Biophysical mechanism for Ras-nanocluster formation and signaling in plasma membrane

TL;DR

This paper introduces a biophysical model explaining Ras nanocluster formation through short-range attraction and long-range repulsion, aligning with experimental data and suggesting a role in high-fidelity cell signaling.

Contribution

The study presents a novel biophysical model of Ras clustering that does not rely on the assumption of a constant cluster/monomer ratio, supported by Monte Carlo simulations.

Findings

Successfully reproduces Ras clustering across various expression levels

Does not depend on lipid raft assumptions

Predicts Ras nanoclusters as high-fidelity signaling converters

Abstract

Ras GTPases are lipid-anchored G proteins which play a fundamental role in cell signaling processes. Electron micrographs of immunogold-labeled Ras have shown that membrane-bound Ras molecules segregate into nanocluster domains. Several models have been developed in attempts to obtain quantitative descriptions of nanocluster formation, but all have relied on assumptions such as a constant, expression-level independent ratio of Ras in clusters to Ras monomers (cluster/monomer ratio). However, this assumption is inconsistent with the law of mass action.
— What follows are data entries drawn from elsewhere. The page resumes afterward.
//! Nearest-edge lookup over an R-tree of edge bounding boxes.
//!
//! Each edge is entered with its bounding box padded by a fraction of its
//! extent.  A query collects every box within `candidate_radius_deg` of the
//! point (plain degree space, like the boxes themselves), then ranks those
//! candidates by haversine distance to the closest point on each line.

use rstar::RTree;
use rstar::primitives::{GeomWithData, Rectangle};

use evac_core::geo::{locate_on_line, padded_bounds, point_to_line_distance_m};
use evac_core::{EdgeId, LinePosition, LonLat, RoutingConfig};

use crate::edges::EdgeCollection;

type EdgeBox = GeomWithData<Rectangle<[f64; 2]>, EdgeId>;

/// The edge closest to a query point.
#[derive(Copy, Clone, Debug, PartialEq)]
pub struct NearestEdge {
    pub edge: EdgeId,
    pub distance_m: f64,
    /// Where the query point falls along the edge's line.
    pub position: LinePosition,
}

pub struct SpatialFeatureIndex {
    tree: RTree<EdgeBox>,
    /// Revision of the collection the tree was built from.
    revision: u64,
    len: usize,
    padding: f64,
    candidate_radius_deg: f64,
}

impl SpatialFeatureIndex {
    /// Bulk-load the tree over every edge with a non-empty geometry.
    pub fn build(edges: &EdgeCollection, config: &RoutingConfig) -> Self {
        Self::with_params(edges, config.bbox_padding, config.candidate_radius_deg)
    }

    pub fn with_params(edges: &EdgeCollection, padding: f64, candidate_radius_deg: f64) -> Self {
        let items: Vec<EdgeBox> = edges
            .iter()
            .filter_map(|(id, feature)| {
                let bounds = padded_bounds(&feature.geometry, padding)?;
                let (min, max) = (bounds.min(), bounds.max());
                Some(GeomWithData::new(Rectangle::from_corners([min.x, min.y], [max.x, max.y]), id))
            })
            .collect();
        Self {
            tree: RTree::bulk_load(items),
            revision: edges.revision(),
            len: edges.len(),
            padding,
            candidate_radius_deg,
        }
    }

    /// `true` if `edges` has changed since the tree was built.
    pub fn is_stale(&self, edges: &EdgeCollection) -> bool {
        self.revision != edges.revision() || self.len != edges.len()
    }

    /// Rebuild if `edges` has changed.  Returns whether a rebuild happened.
    pub fn ensure_current(&mut self, edges: &EdgeCollection) -> bool {
        if !self.is_stale(edges) {
            return false;
        }
        *self = Self::with_params(edges, self.padding, self.candidate_radius_deg);
        true
    }

    pub fn size(&self) -> usize {
        self.tree.size()
    }

    /// The closest candidate edge regardless of distance.  Ties go to the
    /// lower edge id.
    pub fn nearest_candidate(&self, edges: &EdgeCollection, point: LonLat) -> Option<NearestEdge> {
        let r = self.candidate_radius_deg;
        let mut best: Option<(EdgeId, f64)> = None;
        for candidate in self.tree.locate_within_distance(point.to_array(), r * r) {
            let edge = candidate.data;
            let Some(feature) = edges.get(edge) else {
                continue;
            };
            let distance_m = point_to_line_distance_m(point, &feature.geometry);
            let closer = best.is_none_or(|(b_edge, b_distance)| {
                distance_m < b_distance || (distance_m == b_distance && edge < b_edge)
            });
            if closer && distance_m.is_finite() {
                best = Some((edge, distance_m));
            }
        }
        let (edge, distance_m) = best?;
        let position = locate_on_line(&edges.get(edge)?.geometry, point)?;
        Some(NearestEdge { edge, distance_m, position })
    }

    /// The closest edge within `max_distance_m` metres of `point`.
    pub fn find_nearest(&self, edges: &EdgeCollection, point: LonLat, max_distance_m: f64) -> Option<NearestEdge> {
        self.nearest_candidate(edges, point)
            .filter(|nearest| nearest.distance_m <= max_distance_m)
    }
}
// ── calculate_route ────────────────────────────────────────────────────────────

#[cfg(test)]
mod route {
    use assert_approx_eq::assert_approx_eq;

    use evac_core::{LonLat, ModeCost, ModeCosts, NodeCategory};
    use evac_network::CancelToken;

    use super::helpers::{AREA, MODE, along, calculator, edge_length};
    use crate::{DEFAULT_ID_FIELD, RouteRequest};

    fn ids(route: &crate::RouteCollection) -> Vec<&str> {
        route.segments.iter().map(|s| s.feature.id.as_str()).collect()
    }

    #[test]
    fn line_route_through_virtual_nodes() {
        let calc = calculator();
        let route = calc.calculate_route(&RouteRequest::new(AREA, MODE, along(0, 0.4), along(2, 0.5)));

        assert!(route.message.is_none(), "{:?}", route.message);
        assert_eq!(ids(&route), vec!["start-to-B", "e2", "C-to-end"]);

        let l = edge_length();
        assert_approx_eq!(route.segments[0].route_length, 0.6 * l, 1e-6);
        assert_approx_eq!(route.total_length(), 2.1 * l, 1e-6);
        assert_approx_eq!(route.total_cost(), 2.1, 1e-9);

        let first = &route.segments[0];
        assert_eq!((first.route_from.as_str(), first.route_to.as_str()), ("start", "B"));
        assert_eq!(first.route_mode, "car");
        let last = &route.segments[2];
        assert_eq!((last.route_from.as_str(), last.route_to.as_str()), ("C", "end"));
    }

    #[test]
    fn segment_indices_follow_feature_direction() {
        let calc = calculator();
        // Travelling D → A runs every edge against its direction.
        let route = calc.calculate_route(&RouteRequest::new(AREA, MODE, along(2, 0.5), along(0, 0.4)));
        assert_eq!(ids(&route), vec!["C-to-start", "e2", "end-to-B"]);

        let bundle = calc.cache().get(AREA, MODE).unwrap();
        let graph = bundle.graph();
        let middle = &route.segments[1];
        assert_eq!(middle.source_index, graph.index_of("B").unwrap());
        assert_eq!(middle.target_index, graph.index_of("C").unwrap());
        assert_eq!((middle.route_from.as_str(), middle.route_to.as_str()), ("C", "B"));
    }

    #[test]
    fn geojson_output_properties() {
        let calc = calculator();
        let route = calc.calculate_route(&RouteRequest::new(AREA, MODE, along(0, 0.4), along(2, 0.5)));
        let collection = route.to_geojson();
        assert_eq!(collection.features.len(), 3);
        assert!(collection.foreign_members.is_none());

        let props = collection.features[1].properties.as_ref().unwrap();
        for key in ["routeFrom", "routeTo", "routeCost", "routeLength", "routeMode", "sourceIndex", "targetIndex", "source", "target", "length"] {
            assert!(props.contains_key(key), "missing {key}");
        }
        assert_eq!(props["routeFrom"], "B");
        assert_eq!(props["fid"], "f2");
    }

    #[test]
    fn start_far_from_network() {
        let calc = calculator();
        // About 500 m north of the line.
        let far = LonLat::new(0.004, 0.0045);
        let route = calc.calculate_route(&RouteRequest::new(AREA, MODE, far, along(2, 0.5)).with_max_distance(50.0));
        assert!(route.is_empty());
        let message = route.message.unwrap();
        assert!(message.contains("not near a line"), "{message}");
        assert!(message.starts_with("start"), "{message}");
    }

    #[test]
    fn end_far_from_network() {
        let calc = calculator();
        let route = calc.calculate_route(&RouteRequest::new(AREA, MODE, along(0, 0.4), LonLat::new(0.025, 0.0045)));
        assert_eq!(route.message.as_deref(), Some("end point not near a line in delta"));
    }

    #[test]
    fn missing_network() {
        let calc = calculator();
        let route = calc.calculate_route(&RouteRequest::new("nowhere", MODE, along(0, 0.4), along(2, 0.5)));
        assert!(route.is_empty());
        assert_eq!(route.message.as_deref(), Some("Network nowhere car not found"));
        let collection = route.to_geojson();
        assert_eq!(collection.foreign_members.unwrap()["message"], "Network nowhere car not found");
    }

    #[test]
    fn start_equals_end() {
        let calc = calculator();
        let point = along(0, 0.4);
        let route = calc.calculate_route(&RouteRequest::new(AREA, MODE, point, point));
        assert!(route.len() <= 1);
        assert_approx_eq!(route.total_length(), 0.0, 1e-6);
    }

    #[test]
    fn both_points_on_one_edge_forward() {
        let calc = calculator();
        let route = calc.calculate_route(&RouteRequest::new(AREA, MODE, along(0, 0.2), along(0, 0.7)));
        assert_eq!(ids(&route), vec!["start-to-end"]);
        assert_approx_eq!(route.total_length(), 0.5 * edge_length(), 1e-6);
        assert_approx_eq!(route.total_cost(), 0.5, 1e-9);
    }

    #[test]
    fn both_points_on_one_edge_backward() {
        let calc = calculator();
        let route = calc.calculate_route(&RouteRequest::new(AREA, MODE, along(0, 0.7), along(0, 0.2)));
        assert_eq!(ids(&route), vec!["end-to-start"]);
        assert_approx_eq!(route.total_length(), 0.5 * edge_length(), 1e-6);
        assert_approx_eq!(route.total_cost(), 0.5, 1e-9);
    }

    #[test]
    fn mode_costs_weight_the_total() {
        let calc = calculator();
        let costs = ModeCosts::new().with(NodeCategory::Car, ModeCost::multiplier(2.0));
        let request = RouteRequest::new(AREA, MODE, along(0, 0.4), along(2, 0.5)).with_mode_costs(costs);
        let route = calc.calculate_route(&request);
        // start→B and B→C are doubled; C→end takes the origin's mode too.
        assert_approx_eq!(route.total_cost(), 4.2, 1e-9);
    }

    #[test]
    fn disabled_edge_blocks_the_route_until_reset() {
        let calc = calculator();
        let request = RouteRequest::new(AREA, MODE, along(0, 0.4), along(2, 0.5));

        let report = calc.disable_graph_edges(AREA, MODE, &["e2"], DEFAULT_ID_FIELD).unwrap();
        assert_eq!(report.matched, 1);
        let blocked = calc.calculate_route(&request);
        assert!(blocked.is_empty());
        assert!(blocked.message.unwrap().starts_with("No route found between"));

        let bundle = calc.cache().get(AREA, MODE).unwrap();
        let (b, c) = {
            let g = bundle.graph();
            (g.index_of("B").unwrap(), g.index_of("C").unwrap())
        };
        assert_eq!(calc.reset_graph_to_default(AREA, MODE).unwrap(), 2);
        {
            let g = bundle.graph();
            assert_eq!(g.get_entry(b, c).unwrap().cost().to_bits(), 1.0f64.to_bits());
            assert_eq!(g.get_entry(c, b).unwrap().cost().to_bits(), 1.0f64.to_bits());
        }
        assert_eq!(ids(&calc.calculate_route(&request)), vec!["start-to-B", "e2", "C-to-end"]);
    }

    #[test]
    fn disable_by_other_field_and_enable() {
        let calc = calculator();
        let report = calc.disable_graph_edges(AREA, MODE, &["f1", "f9"], "fid").unwrap();
        assert_eq!(report.matched, 1);
        assert_eq!(report.unknown, vec!["f9".to_string()]);
        assert_eq!(calc.network_stats(AREA, MODE).unwrap().disabled_entries, 2);

        calc.enable_graph_edges(AREA, MODE, &["f1"], "fid").unwrap();
        assert_eq!(calc.network_stats(AREA, MODE).unwrap().disabled_entries, 0);
    }

    #[test]
    fn routing_leaves_the_shared_network_unchanged() {
        let calc = calculator();
        let bundle = calc.cache().get_or_load(AREA, MODE).unwrap();
        let before = bundle.graph().to_indexed();

        let route = calc.calculate_route(&RouteRequest::new(AREA, MODE, along(0, 0.4), along(2, 0.5)));
        assert_eq!(route.len(), 3);
        assert_eq!(bundle.graph().to_indexed(), before);
        assert_eq!(bundle.edges().len(), 3);
        assert!(bundle.edge_index().get("start", "B").is_none());
    }

    #[test]
    fn concurrent_routes_on_one_network() {
        let calc = calculator();
        let results: Vec<_> = std::thread::scope(|scope| {
            let handles: Vec<_> = (0..4)
                .map(|i| {
                    let calc = calc.clone();
                    scope.spawn(move || {
                        let start = along(0, 0.1 + 0.1 * i as f64);
                        calc.calculate_route(&RouteRequest::new(AREA, MODE, start, along(2, 0.5)))
                    })
                })
                .collect();
            handles.into_iter().map(|h| h.join().unwrap()).collect()
        });
        for route in &results {
            assert_eq!(ids(route), vec!["start-to-B", "e2", "C-to-end"]);
        }
    }

    #[test]
    fn cancelled_route_reports_a_message() {
        let calc = calculator();
        let token = CancelToken::new();
        token.cancel();
        let mut control = calc.search_control().with_cancel(token);
        control.check_interval = 1;
        let route = calc.calculate_route_with(&RouteRequest::new(AREA, MODE, along(0, 0.4), along(2, 0.5)), &control);
        assert!(route.is_empty());
        assert_eq!(route.message.as_deref(), Some("CalculateRoute unexpected error: search cancelled"));
    }
}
Here, we present a biophysical model of Ras clustering based on short-range attraction and long-range repulsion between Ras molecules in the membrane. To test this model, we performed Monte Carlo simulations and compared statistical clustering properties with experimental data. We find that we can recover the experimentally-observed clustering across a range of Ras expression levels, without assuming a constant cluster/monomer ratio or the existence of lipid rafts. In addition, our model makes predictions about the signaling properties of Ras nanoclusters in support of the idea that Ras nanoclusters act as an analog-digital-analog converter for high fidelity signaling.